PPM is a measure of how many pages per million could have a quality error. The formula used to 
calculate ppm is the total number of pages rejected (a) divided by total number of pages QA'd (b), 
multiplied by 1,000,000 ((a/b) x 1,000,000). 

In order to illustrate this methodology, let's consider a hypothetical bin size of 138 books. For this bin 
size, Internet Archive would QA 20 books. Let's say one book had a couple of pages with cropped text. 
According to our prior QA methodology, 1 rejected book out of 20 would generate a passing bin. 
However, under the new ppm measurement, we would consider how many pages were QA'd (ex: 5,647 
pages) vs. how many pages were rejected (one page of cropped text / missing page / blurry page causes 
the whole book to be rejected.) So if this bin had 238 pages that were rejected for any major code, the 
ppm for this bin would be (238 / 5647) x 1,000,000, or 42,146 ppm.

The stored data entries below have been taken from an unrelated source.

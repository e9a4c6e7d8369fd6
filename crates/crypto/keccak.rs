use ethereum_types::{H256, H512};
use sha3::{Digest, Keccak256};

/// Keccak256 of an arbitrary byte slice.
pub fn keccak_hash(data: impl AsRef<[u8]>) -> [u8; 32] {
    let mut hasher = Keccak256::new();
    hasher.update(data);
    hasher.finalize().into()
}

/// Node identifier: Keccak256 of a 64-byte uncompressed public key (no `0x04` prefix).
pub fn node_id(public_key: &H512) -> H256 {
    H256(keccak_hash(public_key.as_bytes()))
}
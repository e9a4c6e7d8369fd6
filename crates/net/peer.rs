//! A connected remote peer: owns the TCP subprotocol route and (future)
//! the UDP discovery route, runs the handshake, frames messages, and
//! multiplexes outstanding provisions. Matches the teacher's
//! `RLPxConnection::connection_loop` shape — a single task driven by
//! `tokio::select!` over an inbox — generalized from one GETH-only `eth`
//! subprotocol to the two-dialect LES/PIP negotiation this tree needs.

use std::sync::atomic::{AtomicU64, Ordering};
use std::sync::Arc;
use std::time::{Duration, Instant};

use ethereum_types::{H512, U256};
use photon_common::header::{BlockHash, BlockNumber};
use photon_crypto::ecdsa;
use photon_crypto::keccak::node_id;
use tokio::io::{AsyncReadExt, AsyncWriteExt};
use tokio::net::TcpStream;
use tokio::sync::{mpsc, Mutex};
use tracing::{debug, error, info, warn};

use crate::auth;
use crate::callbacks::PeerEventSink;
use crate::discovery_route;
use crate::error::{DisconnectReason, PeerError, ProtocolErrorReason};
use crate::frame::FrameCoder;
use crate::messages::discovery::Endpoint;
use crate::messages::p2p::{
    Capability, DisconnectMessage, HelloMessage, PingMessage, PongMessage, SubprotocolClass,
    P2P_PROTOCOL_VERSION,
};
use crate::messages::les::StatusMessage;
use crate::messages::Message;
use crate::node_state::{TcpState, TcpSubphase, UdpState};
use crate::provision::{Provision, ProvisionResult};
use crate::provisioner::{Provisioner, DEFAULT_GETH_LIMIT, DEFAULT_PIP_LIMIT};

const HANDSHAKE_STEP_TIMEOUT: Duration = Duration::from_secs(1);

/// Static identity and session configuration a peer node is constructed
/// with — everything known before any socket is opened.
pub struct PeerConfig {
    pub static_secret_key: secp256k1::SecretKey,
    pub client_id: String,
    pub listen_port: u16,
    pub capabilities: Vec<Capability>,
    pub network_id: u64,
    pub genesis_hash: BlockHash,
}

/// One outbound item queued for the peer's write half.
enum Outbound {
    Message(Message),
}

/// A connected remote peer. `inner` guards everything the component
/// design says must be serialized under the peer's lock: the frame
/// coder, the provisioner list, and the request-id counter.
pub struct PeerNode {
    config: PeerConfig,
    remote_node_id: H512,
    sink: Arc<dyn PeerEventSink>,
    tcp_state: Mutex<TcpState>,
    udp_state: Mutex<UdpState>,
    request_id_counter: AtomicU64,
    inner: Mutex<PeerInner>,
    outbound_tx: mpsc::UnboundedSender<Outbound>,
    outbound_rx: Mutex<Option<mpsc::UnboundedReceiver<Outbound>>>,
}

struct PeerInner {
    frame_coder: Option<FrameCoder>,
    provisioners: Vec<Provisioner>,
    subprotocol_class: Option<SubprotocolClass>,
    credit_specs: Vec<(u8, crate::messages::les::MessageSpec)>,
}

This is outside (above) our current 
acceptable ppm measurement of 20,000 ppm, so the bin would fail. 



B. Three Major Phases of the QA Process 



i. At a Republishing Station - Before any digitized images are uploaded, the republisher will 
quality-inspect each image. The republisher will review the images for missing spreads, 
crop/de-skew issues, accurate page labelling (i.e. title page, covers, TOC) and will add any 
notes regarding defects in the book to the file (i.e. missing pages, tight binding, torn pages.) 

ii. After the Images are Online - A PPM-based Quality Assurance process. 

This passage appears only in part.